* **Prompt**
Which lines of the data hold the word "Debug"? Copy all of them.

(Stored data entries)
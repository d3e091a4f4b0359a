pub mod tracing;

use std::env;
use thiserror::Error;

/// Configuration error type
#[derive(Error, Debug)]
pub enum ConfigError {
    #[error("Environment variable '{0}' is required but not set")]
    MissingEnvVar(String),

    #[error("Failed to parse environment variable '{key}': {details}")]
    ParseError { key: String, details: String },
}

/// Application environment (dev = local/kind, prod = full k8s)
#[derive(Clone, Debug, PartialEq, Eq)]
pub enum Environment {
    Development, // Local dev (Mailpit, plain SMTP)
    Production,  // Full k8s cluster (authenticated SMTP relay)
}

impl Environment {
    pub fn from_env() -> Self {
        let app_env = env::var("APP_ENV").unwrap_or_else(|_| "development".to_string());

        if app_env.eq_ignore_ascii_case("production") {
            Environment::Production
        } else {
            Environment::Development
        }
    }

    pub fn is_production(&self) -> bool {
        matches!(self, Environment::Production)
    }

    pub fn is_development(&self) -> bool {
        matches!(self, Environment::Development)
    }
}

/// Static build information for the running binary.
#[derive(Clone, Copy, Debug)]
pub struct AppInfo {
    pub name: &'static str,
    pub version: &'static str,
}

/// Capture the invoking crate's name and version at compile time.
#[macro_export]
macro_rules! app_info {
    () => {
        $crate::AppInfo {
            name: env!("CARGO_PKG_NAME"),
            version: env!("CARGO_PKG_VERSION"),
        }
    };
}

* **Output for this exercise**
#[derive(Error, Debug)]
#[derive(Clone, Debug, PartialEq, Eq)]
#[derive(Clone, Copy, Debug)]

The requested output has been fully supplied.